My eating disorders, at their roots, have had little to do with eating. They are the product of a fantasy which follows me around everywhere I go in the back of my brain, penetrating my perceptions, even when I don’t notice it there, even when it peeks into conscious view and I am ashamed of it.
"My fantasy is simple, though it has infinite
incarnations: in my fantasy, the world is about me.
Because the world is about me, all persons and events
bend to my will. I am happy and successful, receiving rewards and recognition
for my Ph.D. research, landing a writing job that is lucrative, stimulating,
and world-changing (and somehow, simultaneously, effortless). Though I have
many fans and admirers abroad (never the type to interfere with the comfort of
daily anonymity), I am firmly anchored by love in my most intimate
relationships. Each and every guy I meet wants to be with me—how could they
not? They find me drop-dead gorgeous, the just-right type of thin, but also
smart, witty, and insightful. I am both their erotic dream come-to-life and the
only one they can bear their soul to (though they never burden me with more
than I can handle, perhaps because I intuitively know how to handle all their
troubles). In my fantasy, love has no aches or growing pains; it comes to me
like a resplendent, overflowing fountain, because that’s just how stellar I am.
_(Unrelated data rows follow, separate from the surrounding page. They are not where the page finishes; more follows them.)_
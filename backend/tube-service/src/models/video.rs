use crate::error::{AppError, Result};
use crate::models::OwnerProfile;
use chrono::{DateTime, Utc};
use serde::Serialize;
use sqlx::types::Json;
use sqlx::FromRow;
use uuid::Uuid;

#[derive(Debug, Clone, Serialize, FromRow, utoipa::ToSchema)]
#[serde(rename_all = "camelCase")]
pub struct Video {
    pub id: Uuid,
    pub video_file: String,
    pub thumbnail: String,
    #[serde(rename = "owner")]
    pub owner_id: Uuid,
    pub title: String,
    pub description: String,
    /// Whole seconds
    pub duration: i32,
    pub views: i64,
    pub is_published: bool,
    pub created_at: DateTime<Utc>,
    pub updated_at: DateTime<Utc>,
}

/// Video with its owner's profile and like count.
#[derive(Debug, Clone, Serialize, FromRow)]
#[serde(rename_all = "camelCase")]
pub struct VideoDetails {
    pub id: Uuid,
    pub video_file: String,
    pub thumbnail: String,
    #[serde(skip_serializing)]
    pub owner_id: Uuid,
    pub title: String,
    pub description: String,
    pub duration: i32,
    pub views: i64,
    pub is_published: bool,
    pub created_at: DateTime<Utc>,
    pub updated_at: DateTime<Utc>,
    /// `None` when the owner row no longer exists
    pub owner: Option<Json<OwnerProfile>>,
    pub likes_count: i64,
}

#[derive(Debug, Clone)]
pub struct NewVideo {
    pub owner_id: Uuid,
    pub title: String,
    pub description: String,
    pub video_file: String,
    pub thumbnail: String,
    pub duration: i32,
}

/// Fields left as `None` keep their stored value.
#[derive(Debug, Clone, Default)]
pub struct VideoUpdate {
    pub title: Option<String>,
    pub description: Option<String>,
    pub thumbnail: Option<String>,
}

impl VideoUpdate {
    pub fn is_empty(&self) -> bool {
        self.title.is_none() && self.description.is_none() && self.thumbnail.is_none()
    }
}

#[derive(Debug, Clone, Copy, PartialEq, Eq, Default)]
pub enum VideoSort {
    #[default]
    CreatedAt,
    Views,
    Duration,
    Title,
}

impl VideoSort {
    pub fn parse(raw: Option<&str>) -> Result<Self> {
        match raw.map(str::trim).filter(|s| !s.is_empty()) {
            None | Some("createdAt") => Ok(VideoSort::CreatedAt),
            Some("views") => Ok(VideoSort::Views),
            Some("duration") => Ok(VideoSort::Duration),
            Some("title") => Ok(VideoSort::Title),
            Some(other) => Err(AppError::BadRequest(format!(
                "Invalid sortBy field: {other}. Allowed: createdAt, views, duration, title"
            ))),
        }
    }

    pub fn column(&self) -> &'static str {
        match self {
            VideoSort::CreatedAt => "v.created_at",
            VideoSort::Views => "v.views",
            VideoSort::Duration => "v.duration",
            VideoSort::Title => "v.title",
        }
    }
}

/// Filters for the public video listing.
#[derive(Debug, Clone, Default)]
pub struct VideoListFilter {
    /// Case-insensitive substring of the title
    pub query: Option<String>,
    pub owner_id: Option<Uuid>,
    pub sort: VideoSort,
    pub ascending: bool,
}

impl VideoListFilter {
    /// `asc` sorts ascending; anything else is descending.
    pub fn ascending_from(raw: Option<&str>) -> bool {
        raw.map(|s| s.trim().eq_ignore_ascii_case("asc"))
            .unwrap_or(false)
    }
}

/// Escape `%`, `_` and `\` so user text matches literally inside ILIKE.
pub fn like_pattern(text: &str) -> String {
    let mut escaped = String::with_capacity(text.len() + 2);
    escaped.push('%');
    for ch in text.chars() {
        if matches!(ch, '%' | '_' | '\\') {
            escaped.push('\\');
        }
        escaped.push(ch);
    }
    escaped.push('%');
    escaped
}
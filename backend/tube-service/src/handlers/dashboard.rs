/// Dashboard handlers - the caller's own channel
use crate::error::Result;
use crate::middleware::UserId;
use crate::response::ApiResponse;
use crate::services::DashboardService;
use actix_web::{web, HttpResponse};
use sqlx::PgPool;

/// GET /api/v1/dashboard/stats
#[utoipa::path(
    get,
    path = "/api/v1/dashboard/stats",
    tag = "dashboard",
    responses(
        (status = 200, description = "Views, videos, subscribers and likes of the caller's channel"),
        (status = 401, description = "Missing or invalid bearer token")
    ),
    security(("bearer_auth" = []))
)]
pub async fn get_channel_stats(pool: web::Data<PgPool>, user_id: UserId) -> Result<HttpResponse> {
    let stats = DashboardService::new(pool.get_ref().clone())
        .channel_stats(user_id.0)
        .await?;

    Ok(ApiResponse::ok(stats, "Channel stats fetched successfully"))
}

/// GET /api/v1/dashboard/videos
#[utoipa::path(
    get,
    path = "/api/v1/dashboard/videos",
    tag = "dashboard",
    responses(
        (status = 200, description = "All videos of the caller's channel"),
        (status = 401, description = "Missing or invalid bearer token")
    ),
    security(("bearer_auth" = []))
)]
pub async fn get_channel_videos(pool: web::Data<PgPool>, user_id: UserId) -> Result<HttpResponse> {
    let videos = DashboardService::new(pool.get_ref().clone())
        .channel_videos(user_id.0)
        .await?;

    Ok(ApiResponse::ok(videos, "Channel videos fetched successfully"))
}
With time, after having innocently broken many hearts, (causing me a
very-virtuous-though-not-scarring sorrow), I will choose from among them
someone both humble and ambitious, minimalistic and wealthy, gentle, sensitive
and ruggedly assertive. We will marry on a blissful 75-degree day in my
parent’s backyard. He’ll never leave my side, for just the thought of being with
another woman will make him gag. Our children, if we have them, will be
beautiful, bright, and well-behaved. My pregnancies will never change my figure.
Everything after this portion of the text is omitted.